Give all the data again exactly.

Dataset content:
____________

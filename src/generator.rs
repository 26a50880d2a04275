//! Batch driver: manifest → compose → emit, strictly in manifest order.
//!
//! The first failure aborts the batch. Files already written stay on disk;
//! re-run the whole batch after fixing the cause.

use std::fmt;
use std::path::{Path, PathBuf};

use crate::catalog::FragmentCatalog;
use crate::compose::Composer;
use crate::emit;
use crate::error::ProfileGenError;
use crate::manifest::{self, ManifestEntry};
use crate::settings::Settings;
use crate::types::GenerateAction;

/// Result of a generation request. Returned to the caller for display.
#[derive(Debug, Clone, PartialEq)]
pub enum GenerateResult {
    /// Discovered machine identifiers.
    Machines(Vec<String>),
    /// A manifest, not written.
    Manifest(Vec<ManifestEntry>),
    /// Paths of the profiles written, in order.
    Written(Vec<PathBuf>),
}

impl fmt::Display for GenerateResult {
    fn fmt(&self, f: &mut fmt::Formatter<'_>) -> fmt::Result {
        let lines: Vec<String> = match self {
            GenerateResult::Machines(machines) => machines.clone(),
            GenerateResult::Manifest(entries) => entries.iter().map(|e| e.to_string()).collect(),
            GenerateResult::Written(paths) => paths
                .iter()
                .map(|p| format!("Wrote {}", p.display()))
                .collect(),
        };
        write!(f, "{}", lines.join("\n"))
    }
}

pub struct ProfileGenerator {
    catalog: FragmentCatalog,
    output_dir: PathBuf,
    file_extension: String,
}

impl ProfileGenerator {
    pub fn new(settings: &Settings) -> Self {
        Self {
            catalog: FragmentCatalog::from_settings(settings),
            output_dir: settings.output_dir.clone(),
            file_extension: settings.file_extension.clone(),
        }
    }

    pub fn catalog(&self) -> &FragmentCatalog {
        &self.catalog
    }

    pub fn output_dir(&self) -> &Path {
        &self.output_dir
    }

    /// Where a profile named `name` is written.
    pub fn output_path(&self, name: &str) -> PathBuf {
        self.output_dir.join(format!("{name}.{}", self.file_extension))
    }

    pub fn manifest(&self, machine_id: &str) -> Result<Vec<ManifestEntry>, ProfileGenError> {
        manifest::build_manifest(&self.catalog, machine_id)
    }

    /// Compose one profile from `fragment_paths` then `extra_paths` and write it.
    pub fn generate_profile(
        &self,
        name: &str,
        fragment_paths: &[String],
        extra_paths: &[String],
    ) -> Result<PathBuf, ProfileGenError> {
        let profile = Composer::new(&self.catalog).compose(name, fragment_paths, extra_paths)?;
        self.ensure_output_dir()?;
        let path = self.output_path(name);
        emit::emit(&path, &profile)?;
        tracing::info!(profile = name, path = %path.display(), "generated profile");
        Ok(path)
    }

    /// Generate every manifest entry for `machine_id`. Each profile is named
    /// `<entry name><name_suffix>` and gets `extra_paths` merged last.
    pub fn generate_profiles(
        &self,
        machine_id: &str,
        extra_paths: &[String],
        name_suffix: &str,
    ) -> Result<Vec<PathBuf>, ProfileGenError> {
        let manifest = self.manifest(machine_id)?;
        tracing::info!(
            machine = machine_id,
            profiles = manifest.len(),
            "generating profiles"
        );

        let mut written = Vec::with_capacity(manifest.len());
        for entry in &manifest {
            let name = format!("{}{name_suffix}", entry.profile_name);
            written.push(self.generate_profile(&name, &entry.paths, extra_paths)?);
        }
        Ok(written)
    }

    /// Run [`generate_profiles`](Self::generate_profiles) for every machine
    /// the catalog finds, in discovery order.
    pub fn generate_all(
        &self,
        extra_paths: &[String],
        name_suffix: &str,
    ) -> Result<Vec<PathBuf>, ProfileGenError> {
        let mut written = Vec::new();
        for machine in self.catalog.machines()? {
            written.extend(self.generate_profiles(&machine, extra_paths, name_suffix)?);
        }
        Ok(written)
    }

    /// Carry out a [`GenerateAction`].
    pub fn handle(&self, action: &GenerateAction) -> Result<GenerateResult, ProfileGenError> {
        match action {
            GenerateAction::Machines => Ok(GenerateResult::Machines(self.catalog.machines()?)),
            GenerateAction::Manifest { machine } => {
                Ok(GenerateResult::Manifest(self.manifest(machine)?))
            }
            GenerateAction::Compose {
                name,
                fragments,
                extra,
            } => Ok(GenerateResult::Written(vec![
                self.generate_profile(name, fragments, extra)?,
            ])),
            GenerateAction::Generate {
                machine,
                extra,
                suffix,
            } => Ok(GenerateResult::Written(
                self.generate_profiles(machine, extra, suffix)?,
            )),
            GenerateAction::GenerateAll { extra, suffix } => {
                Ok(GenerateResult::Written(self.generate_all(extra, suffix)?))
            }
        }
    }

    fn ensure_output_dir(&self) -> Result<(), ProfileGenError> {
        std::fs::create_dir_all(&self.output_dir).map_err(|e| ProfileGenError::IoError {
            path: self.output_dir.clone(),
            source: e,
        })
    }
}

____________

Solution to this task:
filename src/generator.rs
repository 26a50880d2a04275
//! Batch driver: manifest → compose → emit, strictly in manifest order.
//!
//! The first failure aborts the batch. Files already written stay on disk;
//! re-run the whole batch after fixing the cause.

use std::fmt;
use std::path::{Path, PathBuf};

use crate::catalog::FragmentCatalog;
use crate::compose::Composer;
use crate::emit;
use crate::error::ProfileGenError;
use crate::manifest::{self, ManifestEntry};
use crate::settings::Settings;
use crate::types::GenerateAction;

/// Result of a generation request. Returned to the caller for display.
#[derive(Debug, Clone, PartialEq)]
pub enum GenerateResult {
    /// Discovered machine identifiers.
    Machines(Vec<String>),
    /// A manifest, not written.
    Manifest(Vec<ManifestEntry>),
    /// Paths of the profiles written, in order.
    Written(Vec<PathBuf>),
}

impl fmt::Display for GenerateResult {
    fn fmt(&self, f: &mut fmt::Formatter<'_>) -> fmt::Result {
        let lines: Vec<String> = match self {
            GenerateResult::Machines(machines) => machines.clone(),
            GenerateResult::Manifest(entries) => entries.iter().map(|e| e.to_string()).collect(),
            GenerateResult::Written(paths) => paths
                .iter()
                .map(|p| format!("Wrote {}", p.display()))
                .collect(),
        };
        write!(f, "{}", lines.join("\n"))
    }
}

pub struct ProfileGenerator {
    catalog: FragmentCatalog,
    output_dir: PathBuf,
    file_extension: String,
}

impl ProfileGenerator {
    pub fn new(settings: &Settings) -> Self {
        Self {
            catalog: FragmentCatalog::from_settings(settings),
            output_dir: settings.output_dir.clone(),
            file_extension: settings.file_extension.clone(),
        }
    }

    pub fn catalog(&self) -> &FragmentCatalog {
        &self.catalog
    }

    pub fn output_dir(&self) -> &Path {
        &self.output_dir
    }

    /// Where a profile named `name` is written.
    pub fn output_path(&self, name: &str) -> PathBuf {
        self.output_dir.join(format!("{name}.{}", self.file_extension))
    }

    pub fn manifest(&self, machine_id: &str) -> Result<Vec<ManifestEntry>, ProfileGenError> {
        manifest::build_manifest(&self.catalog, machine_id)
    }

    /// Compose one profile from `fragment_paths` then `extra_paths` and write it.
    pub fn generate_profile(
        &self,
        name: &str,
        fragment_paths: &[String],
        extra_paths: &[String],
    ) -> Result<PathBuf, ProfileGenError> {
        let profile = Composer::new(&self.catalog).compose(name, fragment_paths, extra_paths)?;
        self.ensure_output_dir()?;
        let path = self.output_path(name);
        emit::emit(&path, &profile)?;
        tracing::info!(profile = name, path = %path.display(), "generated profile");
        Ok(path)
    }

    /// Generate every manifest entry for `machine_id`. Each profile is named
    /// `<entry name><name_suffix>` and gets `extra_paths` merged last.
    pub fn generate_profiles(
        &self,
        machine_id: &str,
        extra_paths: &[String],
        name_suffix: &str,
    ) -> Result<Vec<PathBuf>, ProfileGenError> {
        let manifest = self.manifest(machine_id)?;
        tracing::info!(
            machine = machine_id,
            profiles = manifest.len(),
            "generating profiles"
        );

        let mut written = Vec::with_capacity(manifest.len());
        for entry in &manifest {
            let name = format!("{}{name_suffix}", entry.profile_name);
            written.push(self.generate_profile(&name, &entry.paths, extra_paths)?);
        }
        Ok(written)
    }

    /// Run [`generate_profiles`](Self::generate_profiles) for every machine
    /// the catalog finds, in discovery order.
    pub fn generate_all(
        &self,
        extra_paths: &[String],
        name_suffix: &str,
    ) -> Result<Vec<PathBuf>, ProfileGenError> {
        let mut written = Vec::new();
        for machine in self.catalog.machines()? {
            written.extend(self.generate_profiles(&machine, extra_paths, name_suffix)?);
        }
        Ok(written)
    }

    /// Carry out a [`GenerateAction`].
    pub fn handle(&self, action: &GenerateAction) -> Result<GenerateResult, ProfileGenError> {
        match action {
            GenerateAction::Machines => Ok(GenerateResult::Machines(self.catalog.machines()?)),
            GenerateAction::Manifest { machine } => {
                Ok(GenerateResult::Manifest(self.manifest(machine)?))
            }
            GenerateAction::Compose {
                name,
                fragments,
                extra,
            } => Ok(GenerateResult::Written(vec![
                self.generate_profile(name, fragments, extra)?,
            ])),
            GenerateAction::Generate {
                machine,
                extra,
                suffix,
            } => Ok(GenerateResult::Written(
                self.generate_profiles(machine, extra, suffix)?,
            )),
            GenerateAction::GenerateAll { extra, suffix } => {
                Ok(GenerateResult::Written(self.generate_all(extra, suffix)?))
            }
        }
    }

    fn ensure_output_dir(&self) -> Result<(), ProfileGenError> {
        std::fs::create_dir_all(&self.output_dir).map_err(|e| ProfileGenError::IoError {
            path: self.output_dir.clone(),
            source: e,
        })
    }
}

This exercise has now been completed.